In May 2011, Aubrey Hammack published the book, The Winning Edge Lessons From Billy Henderson, which was well received. Hammack was a 1963 graduate of Willingham High School in Macon. Hammack had started assisting Johnny Reynolds of Athens, GA in writing the first book but at that time it was not completed.

==Retirement==
By the end of the 1995 season, losing in the quarterfinals, Henderson did not realize that it would be his last high school game at the age of sixty-five retiring before the 1996 season due to illness. In September 1996, the football stadium at Clarke Central was named Billy Henderson Stadium in his honor. Later that year, he joined the YMCA staff as a director of the youth football program. Henderson went out to elementary schools giving pep talks trying to encourage kids to play football. It was his goal to stay active within the community. The following year, the YMCA's enrollment had tripled. In 1998, Henderson was not yet ready to retire from the game, and he wanted to return to coaching even though his health was declining. Henderson accepted a head coaching job at Central-Macon, but later turned it down.

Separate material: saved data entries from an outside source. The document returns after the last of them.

use super::*;

/// Leading whitespace of a line.
#[derive(Debug, Clone, Copy, Default)]
struct IndentRun {
    width: usize,
    spaces: bool,
    tabs: bool,
}

pub(super) fn parse_module(parser: &mut Parser) -> Result<(), PaircError> {
    while !parser.stream.is_eof() {
        parse_line(parser)?;
    }
    finish_module(parser);
    debug!(
        file = %parser.stream.name(),
        pairs = parser.tree.descendants(parser.module).len(),
        "parsed module"
    );
    Ok(())
}

fn parse_line(parser: &mut Parser) -> Result<(), PaircError> {
    parser.line = LineState::default();

    let indent_start = parser.pos();
    let indent = read_indent(parser);
    let indent_span = Span::new(indent_start, parser.pos());
    parser.line.width = indent.width;

    if parser.at_eol() {
        parser.consume_eol();
        return Ok(());
    }

    // Comments never take part in the indentation structure.
    if parser.at_comment() {
        let parent = comment_parent(parser, indent.width);
        comment::parse_comments(parser, parent)?;
        if parser.at_eol() {
            parser.consume_eol();
            return Ok(());
        }
    }

    let Some(depth) = measure_depth(parser, indent, indent_span)? else {
        parser.skip_to_eol();
        parser.consume_eol();
        return Ok(());
    };
    parser.line.depth = depth;
    trace!(line = indent_start.line, depth, "line");

    parser.blocks.truncate(depth + 1);
    let mut parent = parser.blocks[depth];
    if depth > 0 && !parser.tree.accepts_children(parent) {
        let p = &parser.tree[parent];
        let (kind, name) = (p.kind.name(), p.qualified_name());
        let span = Span::new(indent_start, parser.pos());
        parser.report(ErrorCode::BlockIsNotExpected, &[kind, &name], span)?;
        parent = parser.orphan();
        parser.blocks[depth] = parent;
    }

    parser.line.sub_state = SubState::PairDelimiter;
    let candidate = parse_pairs(parser, parent)?;
    parser.skip_to_eol();
    parser.consume_eol();

    if let Some(candidate) = candidate {
        parser.blocks.push(candidate);
    }
    Ok(())
}

fn read_indent(parser: &mut Parser) -> IndentRun {
    let mut run = IndentRun::default();
    loop {
        match parser.peek() {
            Some(' ') => run.spaces = true,
            Some('\t') => run.tabs = true,
            _ => break,
        }
        parser.bump();
        run.width += 1;
    }
    run
}

/// Depth for a comment line; comments are attached leniently.
fn comment_parent(parser: &Parser, width: usize) -> NodeId {
    let depth = match parser.indent_unit {
        Some(unit) => width / unit.width,
        None if width > 0 => 1,
        None => 0,
    };
    parser.blocks[depth.min(parser.blocks.len() - 1)]
}

/// Validates the indentation of a content line. Returns `None` after
/// reporting when the line has to be skipped.
fn measure_depth(
    parser: &mut Parser,
    indent: IndentRun,
    span: Span,
) -> Result<Option<usize>, PaircError> {
    if indent.width == 0 {
        return Ok(Some(0));
    }
    if indent.spaces && indent.tabs {
        parser.report(ErrorCode::MixedIndentation, &[], span)?;
        return Ok(None);
    }
    let ch = if indent.tabs { '\t' } else { ' ' };
    let open = parser.blocks.len() - 1;

    let unit = match parser.indent_unit {
        Some(unit) => unit,
        None => {
            if open == 0 {
                parser.report(ErrorCode::InvalidIndentation, &[], span)?;
                return Ok(None);
            }
            // The first indented line fixes the unit for the whole module.
            let unit = IndentUnit {
                ch,
                width: indent.width,
            };
            debug!(width = unit.width, tabs = indent.tabs, "indent unit established");
            parser.indent_unit = Some(unit);
            return Ok(Some(1));
        }
    };

    if unit.ch != ch {
        parser.report(ErrorCode::MixedIndentation, &[], span)?;
        return Ok(None);
    }
    if indent.width % unit.width != 0 {
        let (width, unit_width) = (indent.width.to_string(), unit.width.to_string());
        parser.report(ErrorCode::InvalidIndentMultiplicity, &[&width, &unit_width], span)?;
        return Ok(None);
    }
    let depth = indent.width / unit.width;
    if depth > open {
        parser.report(ErrorCode::InvalidIndentation, &[], span)?;
        return Ok(None);
    }
    Ok(Some(depth))
}

/// Checks the leading whitespace of a continuation line without consuming
/// it. Continuation lines keep the depth of their pair, but their indent
/// characters obey the same rules as any other line.
pub(super) fn check_continuation_indent(parser: &mut Parser) -> Result<(), PaircError> {
    let start = parser.pos();
    let mut run = IndentRun::default();
    let mut k = 1;
    loop {
        match parser.la(k) {
            Some(' ') => run.spaces = true,
            Some('\t') => run.tabs = true,
            _ => break,
        }
        run.width += 1;
        k += 1;
    }
    if run.width == 0 || matches!(parser.la(k), None | Some('\n' | '\r')) {
        return Ok(());
    }

    let ch = if run.tabs { '\t' } else { ' ' };
    let foreign = parser.indent_unit.is_some_and(|unit| unit.ch != ch);
    if (run.spaces && run.tabs) || foreign {
        let end = Position {
            line: start.line,
            column: start.column + run.width,
            offset: start.offset + run.width,
        };
        parser.report(ErrorCode::MixedIndentation, &[], Span::new(start, end))?;
    }
    Ok(())
}

/// Parses the pairs of one line under `parent`.
///
/// `levels` is the chain of containers for the next pair on the line: a
/// block pair (`a: b: c`) pushes itself, `,` returns to the last pair's
/// parent and `( ... )` groups pairs under the pair before them. Returns the
/// container for a deeper next line.
fn parse_pairs(parser: &mut Parser, parent: NodeId) -> Result<Option<NodeId>, PaircError> {
    let mut levels: Vec<NodeId> = vec![parent];
    // levels length when each open group started, and where it started
    let mut groups: Vec<(usize, Position)> = Vec::new();
    let mut last_len = 1;

    loop {
        parser.skip_blanks();
        if parser.at_eol() {
            break;
        }
        if parser.at_comment() {
            let target = levels.last().copied().unwrap_or(parent);
            comment::parse_comments(parser, target)?;
            continue;
        }

        let Some(c) = parser.peek() else { break };
        match c {
            ',' => {
                parser.bump();
                if parser.line.chaining_started {
                    let floor = groups.last().map_or(1, |g| g.0);
                    levels.truncate(last_len.max(floor));
                }
                parser.line.sub_state = SubState::PairDelimiter;
            }
            ')' if !groups.is_empty() => {
                parser.bump();
                if let Some((len, _)) = groups.pop() {
                    levels.truncate(len);
                    last_len = len.saturating_sub(1).max(1);
                }
                parser.line.inline = !groups.is_empty();
                if parser.line.chaining_started && levels.len() > 1 {
                    parser.line.current_pair = levels.last().copied();
                }
                parser.line.sub_state = SubState::Value;
            }
            '(' if !parser.line.expects_separator() => {
                let open = parser.pos();
                parser.bump();
                groups.push((levels.len(), open));
                parser.line.inline = true;
                parser.line.sub_state = SubState::PairDelimiter;
            }
            _ if parser.line.expects_separator() || c == ')' || c == '(' => {
                let span = Span::point(parser.pos());
                parser.report(ErrorCode::UnexpectedCharacter, &[&c.to_string()], span)?;
                parser.skip_to_eol();
                break;
            }
            _ => {
                let container = levels.last().copied().unwrap_or(parent);
                let Some(pair) = parse_pair(parser, container)? else {
                    parser.skip_to_eol();
                    break;
                };
                last_len = levels.len();
                parser.line.current_pair = Some(pair);

                let delimiter = parser.tree[pair].delimiter;
                if delimiter.is_block() {
                    levels.push(pair);
                    parser.line.chaining_started = true;
                    parser.line.sub_state = SubState::PairDelimiter;
                } else if delimiter.is_value() {
                    parser.line.sub_state = SubState::Value;
                } else {
                    parser.skip_blanks();
                    if parser.peek() == Some('(') {
                        levels.push(pair);
                        parser.line.chaining_started = true;
                        parser.line.sub_state = SubState::PairDelimiter;
                    } else {
                        parser.line.sub_state = SubState::Value;
                    }
                }
            }
        }
    }

    for (_, open) in groups.drain(..).rev() {
        parser.report(ErrorCode::MissingClosingParenthesis, &[], Span::point(open))?;
    }
    parser.line.inline = false;
    Ok(parser.line.current_pair)
}

fn parse_pair(parser: &mut Parser, parent: NodeId) -> Result<Option<NodeId>, PaircError> {
    let start = parser.pos();
    let sigil = name::parse_sigil(parser);
    let name = name::parse_name(parser)?;
    parser.skip_blanks();
    let delimiter = name::parse_delimiter(parser);

    if sigil == Sigil::None && name.is_none() && delimiter == DelimiterKind::None {
        let c = parser.peek().map(String::from).unwrap_or_default();
        parser.report(ErrorCode::UnexpectedCharacter, &[&c], Span::point(start))?;
        return Ok(None);
    }

    let ctx = parser.context(
        sigil,
        name.as_ref(),
        delimiter,
        Span::new(start, parser.pos()),
        parent,
    );
    let pair = parser.create(&ctx);
    parser.attach(parent, pair)?;

    match delimiter {
        DelimiterKind::Equal => value::parse_value(parser, pair)?,
        DelimiterKind::DoubleEqual => value::parse_free_string(parser, pair)?,
        _ => {}
    }
    let end = parser.pos();
    parser.tree[pair].span.end = end;
    Ok(Some(pair))
}

/// Post-parse normalization: `:=` children become interpolation items and
/// bare pairs holding content become objects.
fn finish_module(parser: &mut Parser) {
    for id in parser.tree.descendants(parser.module) {
        let pair = &parser.tree[id];
        if pair.delimiter == DelimiterKind::ColonEqual && pair.interpolation_items.is_none() {
            let children = parser.tree.take_children(id);
            let (comments, items): (Vec<NodeId>, Vec<NodeId>) = children
                .into_iter()
                .partition(|c| parser.tree[*c].kind.is_comment());
            for item in &items {
                if let PairKind::Parameter { position, .. } = &mut parser.tree[*item].kind {
                    *position = ParameterPosition::Value;
                }
            }
            parser.tree.adopt_children(id, comments);
            parser.tree.set_interpolation_items(id, items);
            parser.tree[id].value_kind = ValueKind::Concatenation;
        } else if pair.delimiter == DelimiterKind::None
            && pair.value_kind == ValueKind::None
            && !matches!(pair.kind, PairKind::Module { .. })
            && parser.tree.content_children(id).next().is_some()
        {
            parser.tree[id].value_kind = ValueKind::Object;
        }
    }
}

Henderson founded the Athens Athletic Hall of Fame in 2000 and the Champions Foundation. These organizations were established to provide summer day camps and sports camps, to help high school athletes find scholarships, and to promote sportsmanship. The Hall of Fame first inducted an African American male named Pleas Starks, a longtime water boy for UGA. Henderson remains one of the most recognizable names and faces in Athens. Until his death, Henderson kept in touch with his players. One player told Henderson he wanted to thank him for teaching him how to shake a hand properly and to look someone in the eyes while talking to them. “Next to my parents, he has been the most influential person in my life,” said Tate Grizzle, a former player. “Here is a man who wakes up every day not thinking about what he can do for himself, but what he can do for others,” said Obey Dupree. Billy has paid overdue electricity bills for one of his player's family, loaned his car to a player to visit his dad in Atlanta for Thanksgiving, and even bailed one of his players out of jail. Coach Henderson allowed one of his football players, who was having some difficulties, to move in with his family at Willingham. In the 60s according to Aubrey Hammack in his book, The Winning Edge Lessons From Billy Henderson 2011.,

==Coaching record==
Coach Henderson's final record with Clarke Central alone was 222-65-1 and he had an overall record of 285-107-15 which made him one of the most successful coaches in Georgia high school history. Henderson received the Atlanta Falcons Lifetime Achievement Award. He made eighteen straight playoff appearances and ended his head coaching career with three state football championships, three baseball championships, and one swimming championship.

==Personal life and death==
Henderson had three daughters and two sons with his wife of 63 years, Frances “Fosky” (née West, 1927–2010). A son, Brad, died in 1964 and a grandson, Zachary, in 2011.

Henderson died at his home in Athens, Georgia on 14 February 2018 of cancer, at the age of 89.